L’allevamento intensivo ricorre a tecniche industriali e scientifiche per ottenere la massima quantità di prodotto al minimo costo e utilizzando il minimo spazio, tipicamente con l’uso di appositi macchinari e farmaci veterinari. 
Restando focalizzati sull’aspetto ambientale va ricordato che gli allevamenti intensivi non solo richiedono un ampio e drammatico utilizzo di risorse naturali ma anche un impiego di sostanze chimiche di scarsa qualità e perciò altamente inquinanti

3) Possiamo salvare le foreste

Grazie ad una stima di Greenpeace scopriamo che a causa dell’allevamento di animali si perde in media un ettaro di foresta amazzonica ogni 8 secondi. La produzione di carne, insieme a quella di olio di palma, zucchero, caffè, soia, carta e altri prodotti, ha incrementato in maniera significativa la deforestazione. Negli ultimi 10 anni si sta cercando di far comprendere ai consumatori che il consumo della carne è appunto uno dei principali responsabili dell’abbattimento del 70% delle foreste, in particolare dell’Amazzonia, la più grande foresta pluviale del mondo.

4) Possiamo arginare il Consumo di risorse idriche

Gli allevamenti animali richiedono uno smodato e impressionante impiego di risorse idriche. Prima di tutto l’acqua è necessaria per abbeverare gli animali: pensate che una mucca da latte beve oltre 200 litri di acqua al giorno, un maiale 20 e una pecora 10. L’acqua è inoltre necessaria per la pulizia e la manutenzione degli allevamenti nonché per la coltivazione del foraggio e per il processo di macellazione.  

5) Meno allevamenti intensivi, meno sofferenza animale

L’aspetto animalista l’ho lasciato per ultimo, ma vorrei sottolineare che spesso è proprio dalla conoscenza degli allevamenti intensivi che può nascere una maggiore attenzione ambientalista e, come conseguenza ultima, una maggiore attenzione nella selezione e nel consumo di carne.
In questo recente video della CIWF Italia Onlus, l’unica associazione italiana no profit che si batte per la protezione e il benessere degli animali negli allevamenti intensivi, vengono denunciati i principali problemi degli allevamenti intensivi, con un occhio in particolare alla sofferenza animale:

Come affermato giustamente nel video “la verità fa vendere meno”: ma per informarsi sulla scomoda verità che ci viene nascosta abbiamo tante strade a disposizione: libri, internet, video, reportage…

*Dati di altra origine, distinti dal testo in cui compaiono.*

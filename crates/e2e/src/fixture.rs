//! The storefront page, modelled in-process
//!
//! Mirrors the DOM contract of the deployed categories page: a
//! `categories-list` of four single-select `category-item`s carrying
//! `data-elementid` / `data-selected`, and one `product-link` per product
//! currently shown.

use crate::memory::{Document, EventKind, MemoryFactory, NodeId, PageModel};
use crate::selector::Selector;

pub const CATEGORIES: [&str; 4] = ["electronics", "jewelery", "men's clothing", "women's clothing"];

/// (id, category, title)
pub const PRODUCTS: [(u32, &str, &str); 20] = [
    (1, "men's clothing", "Fjallraven - Foldsack No. 1 Backpack, Fits 15 Laptops"),
    (2, "men's clothing", "Mens Casual Premium Slim Fit T-Shirts"),
    (3, "men's clothing", "Mens Cotton Jacket"),
    (4, "men's clothing", "Mens Casual Slim Fit"),
    (5, "jewelery", "John Hardy Women's Legends Naga Gold & Silver Dragon Station Chain Bracelet"),
    (6, "jewelery", "Solid Gold Petite Micropave"),
    (7, "jewelery", "White Gold Plated Princess"),
    (8, "jewelery", "Pierced Owl Rose Gold Plated Stainless Steel Double"),
    (9, "electronics", "WD 2TB Elements Portable External Hard Drive - USB 3.0"),
    (10, "electronics", "SanDisk SSD PLUS 1TB Internal SSD - SATA III 6 Gb/s"),
    (11, "electronics", "Silicon Power 256GB SSD 3D NAND A55 SLC Cache Performance Boost SATA III 2.5"),
    (12, "electronics", "WD 4TB Gaming Drive Works with Playstation 4 Portable External Hard Drive"),
    (13, "electronics", "Acer SB220Q bi 21.5 inches Full HD (1920 x 1080) IPS Ultra-Thin"),
    (14, "electronics", "Samsung 49-Inch CHG90 144Hz Curved Gaming Monitor"),
    (15, "women's clothing", "BIYLACLESEN Women's 3-in-1 Snowboard Jacket Winter Coats"),
    (16, "women's clothing", "Lock and Love Women's Removable Hooded Faux Leather Moto Biker Jacket"),
    (17, "women's clothing", "Rain Jacket Women Windbreaker Striped Climbing Raincoats"),
    (18, "women's clothing", "MBJ Women's Solid Short Sleeve Boat Neck V"),
    (19, "women's clothing", "Opna Women's Short Sleeve Moisture"),
    (20, "women's clothing", "DANVOUY Womens T Shirt Casual Cotton Short"),
];

/// Page state: which category is selected, if any
#[derive(Debug, Default)]
pub struct Storefront {
    selected: Option<&'static str>,
    items: Vec<(NodeId, &'static str)>,
    products: NodeId,
}

impl Storefront {
    pub fn new() -> Self {
        Self::default()
    }

    pub fn selected(&self) -> Option<&'static str> {
        self.selected
    }

    fn render_products(&self, doc: &mut Document) {
        doc.clear_children(self.products);
        let shown = PRODUCTS
            .iter()
            .filter(|(_, category, _)| self.selected.map_or(true, |s| s == *category));
        for (id, category, title) in shown {
            let item = doc.append(self.products, "li", &[("data-category", *category)]);
            let href = format!("/product/{}", id);
            let link = doc.append(item, "a", &[("data-testid", "product-link"), ("href", href.as_str())]);
            doc.set_text(link, title);
        }
    }

    /// Select `category`; selecting the current one again changes nothing
    fn select(&mut self, doc: &mut Document, category: &'static str) {
        if self.selected == Some(category) {
            return;
        }
        self.selected = Some(category);
        for (node, name) in &self.items {
            let flag = if *name == category { "true" } else { "false" };
            doc.set_attribute(*node, "data-selected", flag);
        }
        self.render_products(doc);
    }
}

impl PageModel for Storefront {
    fn render(&mut self, doc: &mut Document) {
        self.selected = None;
        self.items.clear();

        let root = doc.root();
        let nav = doc.append(root, "ul", &[("data-testid", "categories-list")]);
        for name in CATEGORIES {
            let item = doc.append(
                nav,
                "li",
                &[
                    ("data-testid", "category-item"),
                    ("data-elementid", name),
                    ("data-selected", "false"),
                ],
            );
            doc.set_text(item, name);
            self.items.push((item, name));
        }

        self.products = doc.append(root, "ul", &[("data-testid", "products-list")]);
        self.render_products(doc);
    }

    fn on_event(&mut self, doc: &mut Document, event: EventKind, target: NodeId) {
        if event != EventKind::Click {
            return;
        }
        let item = Selector::test_id("category-item");
        let Some(node) = doc.closest(target, item.subject()) else {
            return;
        };
        if let Some(&(_, name)) = self.items.iter().find(|(n, _)| *n == node) {
            self.select(doc, name);
        }
    }
}

/// An in-process storefront served under `base_url`
pub fn storefront(base_url: impl Into<String>) -> MemoryFactory {
    MemoryFactory::new(base_url, || Box::new(Storefront::new()))
}

pub fn product_count(category: Option<&str>) -> usize {
    PRODUCTS
        .iter()
        .filter(|(_, c, _)| category.map_or(true, |want| want == *c))
        .count()
}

Sono tante le associazioni animaliste che da anni si battono per far luce sulle condizioni critiche degli animali e sulle loro sofferenze: tra i casi di maltrattamento denunciati sono emerse pratiche quali amputazioni, mancanza di aria e luce, atrofia muscolare causata dalla mancanza di spazio e altre atroci pratiche ben peggiori.


In conclusione: diminuendo i consumi di carne e prestando maggiore attenzione alla qualità si potrà determinare un’inversione di marcia verso consumi più etici e sostenibili, tanto in termini di impatto ambientale quanto di benessere animale.
Voi che ne pensate?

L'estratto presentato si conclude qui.